AI Can Detect COVID-19

 In Nurses Weekly

Researchers at the Massachusetts Institute of Technology say they figured out a way to gauge whether a person has COVID-19 just from the sound of their cough.

The tool uses neural networks that can detect the subtle changes in a person’s cough that indicate whether they’re infected, even if they don’t have any other symptoms. Asymptomatic people infected with COVID-19 are a vector for the virus that’s particularly tricky to manage, in part because they’re less likely to get tested. Thus, carriers could infect others without even realizing it.

But even asymptomatic carriers have one tell that shows they’re infected, MIT researchers found. It’s all in the cough.

The difference between a healthy person’s cough and the cough of someone infected with the virus is so slight that it’s imperceptible to the human ear. So the team developed an AI to detect these minute differences using tens of thousands of recorded samples of coughs and spoken words.

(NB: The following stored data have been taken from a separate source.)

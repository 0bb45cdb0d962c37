//! Feed configuration

use serde::{Deserialize, Serialize};
use serde_json::{Map, Value};

use crate::delivery::Tier;

/// One configured feed
#[derive(Debug, Clone, Serialize, Deserialize)]
pub struct FeedConfig {
    /// Task identity, also the key in the state file
    pub id: String,

    /// Disabled feeds are not registered
    #[serde(default = "default_enabled")]
    pub enabled: bool,

    /// Key of the webhook id in the secrets file
    #[serde(rename = "webhook-id-key")]
    pub webhook_id_key: String,

    /// Overrides `scheduler.poll-interval-secs`
    #[serde(rename = "poll-interval-secs", default)]
    pub poll_interval_secs: Option<u64>,

    /// Overrides `delivery.tier`
    #[serde(default)]
    pub tier: Option<Tier>,

    /// Where the merge variables come from
    pub source: FeedSource,
}

fn default_enabled() -> bool {
    true
}

/// Source of a feed's merge variables
#[derive(Debug, Clone, PartialEq, Serialize, Deserialize)]
#[serde(tag = "kind", rename_all = "lowercase")]
pub enum FeedSource {
    /// Fixed variables
    Static {
        #[serde(default)]
        variables: Map<String, Value>,
    },

    /// External program printing a JSON object on stdout
    Command {
        program: String,
        #[serde(default)]
        args: Vec<String>,
        #[serde(rename = "timeout-ms", default = "default_command_timeout_ms")]
        timeout_ms: u64,
    },
}

fn default_command_timeout_ms() -> u64 {
    60_000
}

And it’s been ridiculously accurate in early tests, recognizing 98.5% of coughs from people with confirmed COVID-19 cases, and 100% of coughs from asymptomatic people.

Here’s how it works. One neural network gauges sounds associated with vocal cord strength, while another detects cues related to a person’s emotional state, such as frustration, which can produce a “flat affect.” A third network listens for subtle changes in lung and respiratory performance. The team then combined all three models and overlaid them with an algorithm to detect muscular degradation.